The Anti-Viral Foods

Certain foods work extremely well against viruses. These are foods that basically stop viruses in their tracks and prevent them from attacking healthy cells.

Garlic - one of the best and strongest anti-viral foods you can eat because it stimulates immune cells. It contains the active compound called allicin, which fights infection and bacteria. One clove of garlic a day can have a powerful effect on boosting immunity.

Coconut Oil - contains a high amount of a special type of fatty acid called lauric acid, the main component found in mother's milk, which is responsible for strengthening the immune system and protecting against viral and bacterial infections. Studies show it has many healing properties, including its effectiveness with treating the HIV virus. The way it treats protects against viruses and bacteria is amazing. Many viruses are enveloped by a protective membrane composed of fats. Current research indicates that the fatty acids in coconut oil destroy viruses and bacteria by dissolving the fatty envelope surrounding them, essentially causing them to disintegrate.

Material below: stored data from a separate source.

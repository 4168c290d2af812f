//! Request dispatch for KisaanMitra.
//!
//! [`DispatchEngine::send`] is the single inbound entry point: it records the
//! user utterance, asks the backend for a reply under the execution
//! contract, and records the reply (or an error). All failures are recovered
//! into an `error` message; nothing escapes to the caller.

use std::sync::atomic::{AtomicUsize, Ordering};
use std::sync::{Arc, Mutex, MutexGuard};
use std::time::Duration;

use tokio::sync::broadcast;

use super::backend::{execute_with_contract, Backend, ExecutionContract, SimulatedBackend};
use super::conversation::{ConversationLog, DEFAULT_HISTORY_CAPACITY};
use super::events::{CoreEvent, EventBus, DEFAULT_EVENT_CAPACITY};
use super::message::{Attribution, Message};
use super::notification::{NotificationQueue, NotificationType, DEFAULT_NOTIFICATION_CAPACITY};
use super::routing::Classifier;
use crate::agent::{AgentCatalog, AgentId};

/// Engine tuning. See `config::DispatchSettings` for the on-disk form.
#[derive(Debug, Clone)]
pub struct DispatchConfig {
    pub min_latency: Duration,
    pub max_latency: Duration,
    pub timeout: Duration,
    pub notify_on_failure: bool,
    pub failure_notification_ttl: Duration,
    pub history_capacity: usize,
    pub notification_capacity: usize,
}

impl Default for DispatchConfig {
    fn default() -> Self {
        Self {
            min_latency: Duration::from_millis(1000),
            max_latency: Duration::from_millis(3000),
            timeout: Duration::from_secs(30),
            notify_on_failure: true,
            failure_notification_ttl: Duration::from_millis(5000),
            history_capacity: DEFAULT_HISTORY_CAPACITY,
            notification_capacity: DEFAULT_NOTIFICATION_CAPACITY,
        }
    }
}

struct EngineInner {
    catalog: Arc<AgentCatalog>,
    backend: Arc<dyn Backend>,
    contract: ExecutionContract,
    history: Mutex<ConversationLog>,
    notifications: NotificationQueue,
    events: EventBus,
    in_flight: AtomicUsize,
    notify_on_failure: bool,
    failure_ttl: Duration,
}

impl EngineInner {
    fn history(&self) -> MutexGuard<'_, ConversationLog> {
        self.history.lock().unwrap_or_else(|e| e.into_inner())
    }

    fn append(&self, message: Message) {
        self.history().append(message.clone());
        self.events.publish(CoreEvent::MessageAppended { message });
    }

    fn report_failure(&self, attribution: Attribution, reason: &str) -> Message {
        if self.notify_on_failure {
            self.notifications.push(
                &format!("{} could not answer: {}", attribution, reason),
                NotificationType::Error,
                Some(self.failure_ttl),
            );
        }

        let message = Message::error(
            &format!(
                "Sorry, {} could not process your request ({}). Please try again.",
                attribution, reason
            ),
            attribution,
        );
        self.append(message.clone());
        message
    }
}

/// Tracks one in-flight request.
///
/// Dropping it always releases the busy count. A request dropped before
/// [`RequestGuard::complete`] (the caller cancelled the future) is recorded
/// as a failure so every user message still gets its paired reply.
struct RequestGuard<'a> {
    engine: &'a EngineInner,
    attribution: Attribution,
    completed: bool,
}

impl<'a> RequestGuard<'a> {
    fn begin(engine: &'a EngineInner, attribution: Attribution) -> Self {
        if engine.in_flight.fetch_add(1, Ordering::SeqCst) == 0 {
            engine.events.publish(CoreEvent::BusyChanged { busy: true });
        }
        Self {
            engine,
            attribution,
            completed: false,
        }
    }

    fn complete(mut self) {
        self.completed = true;
    }
}

impl Drop for RequestGuard<'_> {
    fn drop(&mut self) {
        if !self.completed {
            tracing::warn!("Request for {} cancelled before a reply", self.attribution);
            self.engine.report_failure(self.attribution, "request cancelled");
        }
        if self.engine.in_flight.fetch_sub(1, Ordering::SeqCst) == 1 {
            self.engine.events.publish(CoreEvent::BusyChanged { busy: false });
        }
    }
}

/// Orchestrates requests over the shared history and notification queue.
///
/// Cheap to clone; clones share all state.
#[derive(Clone)]
pub struct DispatchEngine {
    inner: Arc<EngineInner>,
}

impl DispatchEngine {
    /// Engine backed by the simulated, latency-injecting backend.
    pub fn new(config: DispatchConfig, catalog: Arc<AgentCatalog>) -> Self {
        let backend = SimulatedBackend::new(
            Classifier::new(catalog.clone()),
            config.min_latency,
            config.max_latency,
        );
        Self::with_backend(config, catalog, Arc::new(backend))
    }

    /// Engine with a caller-supplied backend.
    pub fn with_backend(
        config: DispatchConfig,
        catalog: Arc<AgentCatalog>,
        backend: Arc<dyn Backend>,
    ) -> Self {
        let events = EventBus::new(DEFAULT_EVENT_CAPACITY);
        let notifications = NotificationQueue::new(config.notification_capacity, events.clone());

        tracing::debug!(
            "Dispatch engine using '{}' backend, timeout {:?}",
            backend.name(),
            config.timeout
        );

        Self {
            inner: Arc::new(EngineInner {
                catalog,
                backend,
                contract: ExecutionContract {
                    timeout: config.timeout,
                },
                history: Mutex::new(ConversationLog::with_capacity(config.history_capacity)),
                notifications,
                events,
                in_flight: AtomicUsize::new(0),
                notify_on_failure: config.notify_on_failure,
                failure_ttl: config.failure_notification_ttl,
            }),
        }
    }

    /// Send an utterance, optionally to an explicit agent.
    ///
    /// Returns the reply that was appended (`agent` or `error` kind), or
    /// `None` when the utterance is blank and nothing was recorded. Unknown
    /// targets are not an error; routing falls back to keyword inference.
    pub async fn send(&self, utterance: &str, target: Option<&str>) -> Option<Message> {
        let text = utterance.trim();
        if text.is_empty() {
            tracing::debug!("Ignoring blank utterance");
            return None;
        }

        let inner = &*self.inner;
        let explicit = target.and_then(|t| {
            let resolved = inner.catalog.resolve(t);
            if resolved.is_none() {
                tracing::debug!("Unknown target '{}', using keyword routing", t);
            }
            resolved
        });
        let attribution = explicit.map(Attribution::Agent).unwrap_or(Attribution::System);

        let guard = RequestGuard::begin(inner, attribution);
        inner.append(Message::user(text, explicit));

        let reply = match execute_with_contract(inner.backend.clone(), text, target, &inner.contract)
            .await
        {
            Ok(result) => {
                tracing::info!(
                    "Routed to {} via {:?} ({}, {}%)",
                    result.agent,
                    result.rule,
                    result.status,
                    result.confidence
                );
                let message =
                    Message::agent_reply(result.agent, &result.content, result.status, result.confidence);
                inner.append(message.clone());
                message
            }
            Err(e) => {
                tracing::warn!("Dispatch failed for {}: {}", attribution, e);
                inner.report_failure(attribution, &e.message)
            }
        };

        guard.complete();
        Some(reply)
    }

    /// True while any request is in flight.
    pub fn busy(&self) -> bool {
        self.inner.in_flight.load(Ordering::SeqCst) > 0
    }

    /// History snapshot, newest first.
    pub fn history(&self) -> Vec<Message> {
        self.inner.history().all()
    }

    pub fn search_history(&self, keyword: &str) -> Vec<Message> {
        self.inner.history().search(keyword)
    }

    pub fn history_by_agent(&self, agent: AgentId) -> Vec<Message> {
        self.inner.history().by_agent(agent)
    }

    pub fn clear_history(&self) {
        self.inner.history().clear();
        self.inner.events.publish(CoreEvent::HistoryCleared);
    }

    pub fn notifications(&self) -> &NotificationQueue {
        &self.inner.notifications
    }

    pub fn catalog(&self) -> &AgentCatalog {
        &self.inner.catalog
    }

    /// Observe state changes.
    pub fn subscribe(&self) -> broadcast::Receiver<CoreEvent> {
        self.inner.events.subscribe()
    }
}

Green and Black Tea - a recent Harvard University study showed people who drink 5 cups of black tea a day for two weeks had 10 times more virus-fighting chemicals in their blood than those who drank a placebo drink. The amino acid responsible for this immune boost is also abundant in green tea, and in the decaffeinated versions of both. Green and black tea contain a host of antioxidant compounds which help keep us healthy overall.

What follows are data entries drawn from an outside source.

//! Error types for KisaanMitra.

use thiserror::Error;

pub type Result<T> = std::result::Result<T, Error>;

#[derive(Error, Debug)]
pub enum Error {
    #[error("Configuration error: {0}")]
    Config(String),

    #[error("IO error: {0}")]
    Io(#[from] std::io::Error),

    #[error("JSON error: {0}")]
    Json(#[from] serde_json::Error),

    #[error("Preference error: {0}")]
    Preference(String),

    #[error("Lock error: {0}")]
    Lock(String),

    #[error("{0}")]
    Other(String),
}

Flush Your Immune System to Keep it Healthy

Water - The immune system must be flushed with water daily to rid the body of toxins, viruses, and other antigens. This is one reason why keeping yourself hydrated is important. Do not underestimate the importance of drinking adequate amounts of water. The required amount of water per day is different for everyone. To determine how much water you need, divide your current weight by two. The resulting number is the number of ounces of water you need to drink daily.

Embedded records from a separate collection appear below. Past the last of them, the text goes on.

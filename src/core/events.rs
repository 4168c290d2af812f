//! Core event bus: broadcasts state changes to observers (UI, CLI).

use serde::Serialize;
use std::sync::Arc;
use tokio::sync::broadcast;

use super::message::Message;
use super::notification::Notification;

/// Default buffered events per subscriber before it starts lagging.
pub const DEFAULT_EVENT_CAPACITY: usize = 256;

/// A state change in one of the core structures.
#[derive(Debug, Clone, Serialize)]
#[serde(tag = "event", rename_all = "snake_case")]
pub enum CoreEvent {
    MessageAppended { message: Message },
    HistoryCleared,
    NotificationPushed { notification: Notification },
    NotificationDismissed { id: String },
    BusyChanged { busy: bool },
}

/// Broadcast bus shared by the engine and the notification queue.
#[derive(Clone)]
pub struct EventBus {
    sender: Arc<broadcast::Sender<CoreEvent>>,
}

impl EventBus {
    pub fn new(capacity: usize) -> Self {
        let (sender, _) = broadcast::channel(capacity.max(1));
        Self {
            sender: Arc::new(sender),
        }
    }

    pub fn subscribe(&self) -> broadcast::Receiver<CoreEvent> {
        self.sender.subscribe()
    }

    /// Publish an event. Having no subscribers is fine.
    pub fn publish(&self, event: CoreEvent) {
        if self.sender.receiver_count() > 0 {
            let _ = self.sender.send(event);
        }
    }

    pub fn subscriber_count(&self) -> usize {
        self.sender.receiver_count()
    }
}

impl Default for EventBus {
    fn default() -> Self {
        Self::new(DEFAULT_EVENT_CAPACITY)
    }
}

#[cfg(test)]
mod tests {
    use super::*;

    #[tokio::test]
    async fn test_publish_reaches_all_subscribers() {
        let bus = EventBus::new(16);
        let mut rx1 = bus.subscribe();
        let mut rx2 = bus.subscribe();

        bus.publish(CoreEvent::BusyChanged { busy: true });

        assert!(matches!(rx1.recv().await.unwrap(), CoreEvent::BusyChanged { busy: true }));
        assert!(matches!(rx2.recv().await.unwrap(), CoreEvent::BusyChanged { busy: true }));
    }

    #[test]
    fn test_publish_without_subscribers() {
        let bus = EventBus::default();
        bus.publish(CoreEvent::HistoryCleared);
        assert_eq!(bus.subscriber_count(), 0);
    }

    #[test]
    fn test_event_json_tag() {
        let value = serde_json::to_value(CoreEvent::NotificationDismissed {
            id: "abc".to_string(),
        })
        .unwrap();
        assert_eq!(value["event"], "notification_dismissed");
        assert_eq!(value["id"], "abc");
    }
}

Green Foods - Any food that is dark green in color is considered a green food, such as broccoli, spinach, kale and lettuces. Green foods also refer to green tea and a number of commercially available products containing dehydrated barley grass, wheat grass, or algae sources such as chlorella or spirulina. Such formulas are rehydrated by mixing with water or juice. They may also be placed into a smoothie. Green foods-packed full of phytochemicals, especially carotenes and chlorophyll-are especially helpful in boosting the immune system and flushing the body of dead toxins.

Vitamin C Foods - vitamin C is an antioxidant that is required for at least three hundred metabolic functions in the body. It aids in the production of anti-stress hormones and interferon, an important immune system protein. Vitamin C has the ability to combine with toxic substances, such as certain heavy metals, and render them harmless so that they can be flushed from the body. Vitamin C is found in berries, citrus fruits, and green vegetables. Good sources of vitamin C include asparagus, avocadoes, beet greens, black currants, broccoli, Brussels sprouts, cantaloupe, collards, dandelion greens, dulse, grapefruit, kale, lemons, mangoes, mustard greens, onions, oranges, papayas, green peas, sweet peppers, persimmons, pineapple, radishes, rose hips, spinach, strawberries, Swiss chard, tomatoes, turnip greens, and watercress.

Orange juice is an excellent source of vitamin C, but only if it is freshly juiced and has not undergone heat pasteurization.